>>

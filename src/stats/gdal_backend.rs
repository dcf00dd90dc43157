use crate::error::{Result, StitchError};
use crate::raster::rat::{self, AttributeTable};
use crate::state::ColumnType;
use crate::stats::{Block, BlockData, BlockReader, OutputColumn, StatsBackend};
use gdal::{Dataset, DatasetOptions, GdalOpenFlags};
use std::path::Path;

const SEGMENT_BAND: usize = 1;

/// Reads and updates rasters through GDAL.
///
/// Images are opened by the path given in the request, so storage-backed
/// paths such as `/vsis3/...` work as long as GDAL is configured for them.
#[derive(Debug, Clone, Copy, Default)]
pub struct GdalStatsBackend;

impl GdalStatsBackend {
    pub fn new() -> Self {
        Self
    }
}

struct GdalBlockReader {
    segments: Dataset,
    image: Dataset,
    band: usize,
    nodata: Option<f64>,
}

impl BlockReader for GdalBlockReader {
    fn read_block(&mut self, block: Block) -> Result<BlockData> {
        let window = (block.xoff as isize, block.yoff as isize);
        let size = (block.width, block.height);

        let mut ids = vec![0u32; block.pixel_count()];
        self.segments
            .rasterband(SEGMENT_BAND)?
            .read_into_slice(window, size, size, &mut ids, None)?;

        let mut values = vec![0f64; block.pixel_count()];
        self.image
            .rasterband(self.band)?
            .read_into_slice(window, size, size, &mut values, None)?;

        Ok(BlockData {
            block,
            segments: ids.into_iter().map(u64::from).collect(),
            values,
            nodata: self.nodata,
        })
    }
}

impl StatsBackend for GdalStatsBackend {
    fn segment_dimensions(&self, segments: &Path) -> Result<(usize, usize)> {
        Ok(Dataset::open(segments)?.raster_size())
    }

    fn open_reader(&self, segments: &Path, image: &str, band: usize) -> Result<Box<dyn BlockReader>> {
        let segments = Dataset::open(segments)?;
        let image = Dataset::open(image)
            .map_err(|e| StitchError::stats(format!("failed to open image {}: {}", image, e)))?;

        if segments.raster_size() != image.raster_size() {
            return Err(StitchError::stats(format!(
                "image is {:?} but segmentation is {:?}",
                image.raster_size(),
                segments.raster_size()
            )));
        }
        if band == 0 || band > image.raster_count() as usize {
            return Err(StitchError::stats(format!(
                "band {} out of range, image has {} bands",
                band,
                image.raster_count()
            )));
        }

        let nodata = image.rasterband(band)?.no_data_value();
        Ok(Box::new(GdalBlockReader {
            segments,
            image,
            band,
            nodata,
        }))
    }

    fn pixel_counts(&self, segments: &Path) -> Result<Option<Vec<u64>>> {
        let dataset = Dataset::open(segments)?;
        let band = dataset.rasterband(SEGMENT_BAND)?;
        let Ok(table) = AttributeTable::existing(&band) else {
            return Ok(None);
        };
        let Some(col) = table.column_of_usage(rat::GFU_PIXEL_COUNT) else {
            return Ok(None);
        };
        let counts = table.read_f64(col)?;
        Ok(Some(counts.into_iter().map(|c| c.max(0.0) as u64).collect()))
    }

    fn write_columns(&self, segments: &Path, columns: &[OutputColumn]) -> Result<()> {
        let options = DatasetOptions {
            open_flags: GdalOpenFlags::GDAL_OF_UPDATE | GdalOpenFlags::GDAL_OF_RASTER,
            ..Default::default()
        };
        let dataset = Dataset::open_ex(segments, options)?;
        let band = dataset.rasterband(SEGMENT_BAND)?;
        let mut table = AttributeTable::for_update(&band)?;

        for column in columns {
            let field_type = match column.kind {
                ColumnType::Integer => rat::GFT_INTEGER,
                ColumnType::Real => rat::GFT_REAL,
            };
            let idx = table.ensure_column(&column.name, field_type, rat::GFU_GENERIC)?;
            table.write_f64(idx, &column.values)?;
        }
        table.commit()
    }
}

#[cfg(test)]
mod tests {
    use super::*;
    use crate::config::ConcurrencyStyle;
    use crate::raster::test_rasters;
    use crate::raster::ClosedRaster;
    use crate::state::{AggregateStatsTask, StatKind, StatSelection};
    use crate::stats::{StatisticsEngine, TiledStatsEngine};
    use tempfile::TempDir;

    /// 3x2: row 0 is `0 1 1`, row 1 is `2 2 1`.
    fn small_segments(dir: &Path) -> std::path::PathBuf {
        test_rasters::segments_tif(dir, (3, 2), vec![0, 1, 1, 2, 2, 1])
    }

    #[test]
    fn test_read_block_window() {
        let dir = TempDir::new().unwrap();
        let segs = small_segments(dir.path());
        let image = test_rasters::image_tif(
            dir.path(),
            "image.tif",
            (3, 2),
            vec![1.0, 2.0, 3.0, 4.0, -1.0, 6.0],
            Some(-1.0),
        );
        let backend = GdalStatsBackend::new();
        assert_eq!(backend.segment_dimensions(&segs).unwrap(), (3, 2));

        let mut reader = backend.open_reader(&segs, image.to_str().unwrap(), 1).unwrap();
        let data = reader
            .read_block(Block {
                xoff: 1,
                yoff: 0,
                width: 2,
                height: 2,
            })
            .unwrap();
        assert_eq!(data.segments, vec![1, 1, 2, 1]);
        assert_eq!(data.values, vec![2.0, 3.0, -1.0, 6.0]);
        assert_eq!(data.nodata, Some(-1.0));
    }

    #[test]
    fn test_open_reader_rejects_mismatch() {
        let dir = TempDir::new().unwrap();
        let segs = small_segments(dir.path());
        let image = test_rasters::image_tif(dir.path(), "image.tif", (3, 2), vec![0.0; 6], None);
        let other = test_rasters::image_tif(dir.path(), "other.tif", (2, 2), vec![0.0; 4], None);
        let backend = GdalStatsBackend::new();

        let err = backend.open_reader(&segs, other.to_str().unwrap(), 1).err().unwrap();
        assert!(matches!(err, StitchError::Statistics { .. }));
        let err = backend.open_reader(&segs, image.to_str().unwrap(), 2).err().unwrap();
        assert!(matches!(err, StitchError::Statistics { .. }));
        let err = backend.open_reader(&segs, image.to_str().unwrap(), 0).err().unwrap();
        assert!(matches!(err, StitchError::Statistics { .. }));
        assert!(backend
            .open_reader(&segs, dir.path().join("missing.tif").to_str().unwrap(), 1)
            .is_err());
    }

    #[test]
    fn test_pixel_counts_from_histogram_column() {
        let dir = TempDir::new().unwrap();
        let segs = small_segments(dir.path());
        let backend = GdalStatsBackend::new();
        assert_eq!(backend.pixel_counts(&segs).unwrap(), None);

        test_rasters::write_histogram(&segs, &[1.0, 3.0, 2.0]);
        assert_eq!(backend.pixel_counts(&segs).unwrap(), Some(vec![1, 3, 2]));
    }

    #[test]
    fn test_write_columns_persist() {
        let dir = TempDir::new().unwrap();
        let segs = small_segments(dir.path());
        let backend = GdalStatsBackend::new();
        let columns = vec![
            OutputColumn {
                name: "count".to_string(),
                kind: ColumnType::Integer,
                values: vec![0.0, 3.0, 2.0],
            },
            OutputColumn {
                name: "mean".to_string(),
                kind: ColumnType::Real,
                values: vec![0.0, 2.5, 4.25],
            },
        ];
        backend.write_columns(&segs, &columns).unwrap();

        let dataset = Dataset::open(&segs).unwrap();
        let band = dataset.rasterband(SEGMENT_BAND).unwrap();
        let table = AttributeTable::existing(&band).unwrap();
        assert_eq!(table.row_count(), 3);
        let count = table.column_by_name("count").unwrap();
        assert_eq!(table.read_f64(count).unwrap(), vec![0.0, 3.0, 2.0]);
        let mean = table.column_by_name("mean").unwrap();
        assert_eq!(table.read_f64(mean).unwrap(), vec![0.0, 2.5, 4.25]);
    }

    #[tokio::test]
    async fn test_engine_on_gdal_rasters() {
        let dir = TempDir::new().unwrap();
        let segs = small_segments(dir.path());
        let image = test_rasters::image_tif(
            dir.path(),
            "image.tif",
            (3, 2),
            vec![1.0, 2.0, 3.0, 4.0, 5.0, 6.0],
            None,
        );
        let task = AggregateStatsTask {
            image: image.to_str().unwrap().to_string(),
            band: 1,
            selection: vec![
                StatSelection {
                    column: "count".to_string(),
                    kind: StatKind::PixCount,
                },
                StatSelection {
                    column: "mean".to_string(),
                    kind: StatKind::Mean,
                },
            ],
        };
        let engine = TiledStatsEngine::new(GdalStatsBackend::new(), 2);
        let closed = ClosedRaster::new(segs.clone());

        for workers in [0, 2] {
            let report = engine
                .per_segment_stats(&task, &closed, &ConcurrencyStyle::new(workers))
                .await
                .unwrap();
            assert_eq!(report.segments, 2);
            assert_eq!(report.blocks, 2);
        }

        let dataset = Dataset::open(&segs).unwrap();
        let band = dataset.rasterband(SEGMENT_BAND).unwrap();
        let table = AttributeTable::existing(&band).unwrap();
        let mean = table.column_by_name("mean").unwrap();
        // segment 1 holds 2, 3 and 6, segment 2 holds 4 and 5
        assert_eq!(table.read_f64(mean).unwrap(), vec![0.0, 11.0 / 3.0, 4.5]);
    }
}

<<

*PROBLEM DESCRIPTION:*
All lines of the entries above where "values" turns up should be reported.

*TASK RESPONSE:*
        let mut values = vec![0f64; block.pixel_count()];
            .read_into_slice(window, size, size, &mut values, None)?;
            values,
            table.write_f64(idx, &column.values)?;
        assert_eq!(data.values, vec![2.0, 3.0, -1.0, 6.0]);
                values: vec![0.0, 3.0, 2.0],
                values: vec![0.0, 2.5, 4.25],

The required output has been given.